Earlier this year, murder charges were brought against a Texas woman on the grounds that she self-induced an abortion. Starr County District Attorney Gocha Ramirez later moved to have the charges dropped, but said that the sheriff’s department “did their duty in investigating the incident brought to their attention by the reporting hospital.”

Elizabeth Nash, a state policy analyst with the Guttmacher Institute, said that prosecutors have used claims such as child endangerment, as well as practicing medicine without a license, as grounds to press charges against people who received abortion care. Experts caution that people seeking treatment from states where abortion has been made illegal should take certain precautions regarding their internet search history, as well as with who they tell that they are receiving care.

A bill introduced in Louisiana’s House of Representatives in May attempted to classify abortion as homicide and set the stage so that pregnant people could also be criminalized for obtaining an abortion. The bill was amended to more closely resemble SB342 after outcry from pro- and anti-abortion groups as well as lawmakers.

The American College of Obstetricians and Gynecologists has condemned attempts to criminalize the actions of people seeking to terminate their own pregnancy.

South Carolina, Nevada, Kentucky and Oklahoma all have laws outlawing self-managed abortions, administered through medications.
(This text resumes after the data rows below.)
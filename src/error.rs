use std::io;

use crate::fragment::ArgType;
use crate::loggable::ArgKind;

/// Reasons a format string cannot be turned into a fragment program.
///
/// A call site whose format fails to compile is disabled: it is reported once
/// and never queues records.
#[derive(Debug, Clone, PartialEq, Eq, thiserror::Error)]
pub enum CompileError {
    /// A `%` that is not part of a `%%` pair and does not start a valid conversion.
    #[error("malformed conversion at byte {offset}: {text:?}")]
    MalformedSpecifier { offset: usize, text: String },

    /// The conversion parsed but its length/specifier pair has no argument type.
    #[error("unsupported conversion {spec:?}")]
    UnsupportedConversion { spec: String },

    /// `*` width or precision; the extra argument is not carried on the wire.
    #[error("dynamic width or precision is not supported: {spec:?}")]
    DynamicWidthOrPrecision { spec: String },

    #[error("format expects {expected} arguments but the call site passes {declared}")]
    ArgumentCountMismatch { expected: usize, declared: usize },

    /// An argument's value family cannot feed its conversion, e.g. a string for `%d`.
    #[error("argument {index} is {found:?} but the conversion expects {expected:?}")]
    ArgumentTypeMismatch { index: usize, expected: ArgType, found: ArgKind },

    #[error("format string is {len} bytes, the fragment program holds at most {max}")]
    FormatTooLong { len: usize, max: usize },
}

#[derive(Debug, thiserror::Error)]
pub enum ConfigError {
    #[error("buffer capacity of {bytes} bytes is below the minimum of {min}")]
    BufferTooSmall { bytes: usize, min: usize },

    #[error("buffer capacity of {bytes} bytes exceeds the maximum of {max}")]
    BufferTooLarge { bytes: usize, max: usize },

    #[error("invalid value {value:?} for {key}")]
    InvalidValue { key: &'static str, value: String },

    #[error("io error: {0}")]
    Io(#[from] io::Error),
}

#[derive(Debug, Clone, PartialEq, Eq, thiserror::Error)]
#[error("unknown log level {0:?}")]
pub struct ParseLevelError(pub String);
Abortion pills are an effective way to terminate a pregnancy in the first 10 weeks. The Guttmacher Institute found more than 54% of abortions were conducted by taking these pills in 2020.

Still, charging a pregnant person who attains an abortion in a different state could be politically unpopular, even in conservative strongholds.

“Historically, there's been an aversion to going after and prosecuting a pregnant person,” said Donley of the University of Pittsburgh’s School of Law.

Targeting funding

Abortion funds are some of the most vulnerable targets for state governments in a post-Roe world, Donley said. These groups provide resources like travel money to people who cross state lines for care.

Other efforts to target those who help people receive an abortion — whether knowingly or not — are spreading. Included in the six-week ban that went into effect in Texas last September was a stipulation that anyone who assists a person obtaining an abortion could be held liable in a bounty clause. The ride-hailing companies Uber and Lyft denounced the provision, and said they would cover the legal fees of any driver who might face charges.

A bounty clause in Oklahoma’s six-week ban, signed in May by Governor Kevin Stitt, was wide-reaching in scale. Susan Braselton, a board member of the Roe Fund, an abortion fund focused on helping people receive care in Oklahoma, previously told Bloomberg she was worried that the law never clarified its scope as to what constitutes aiding and abetting.

“We’re all scrambling, trying to figure out,” Braselton said.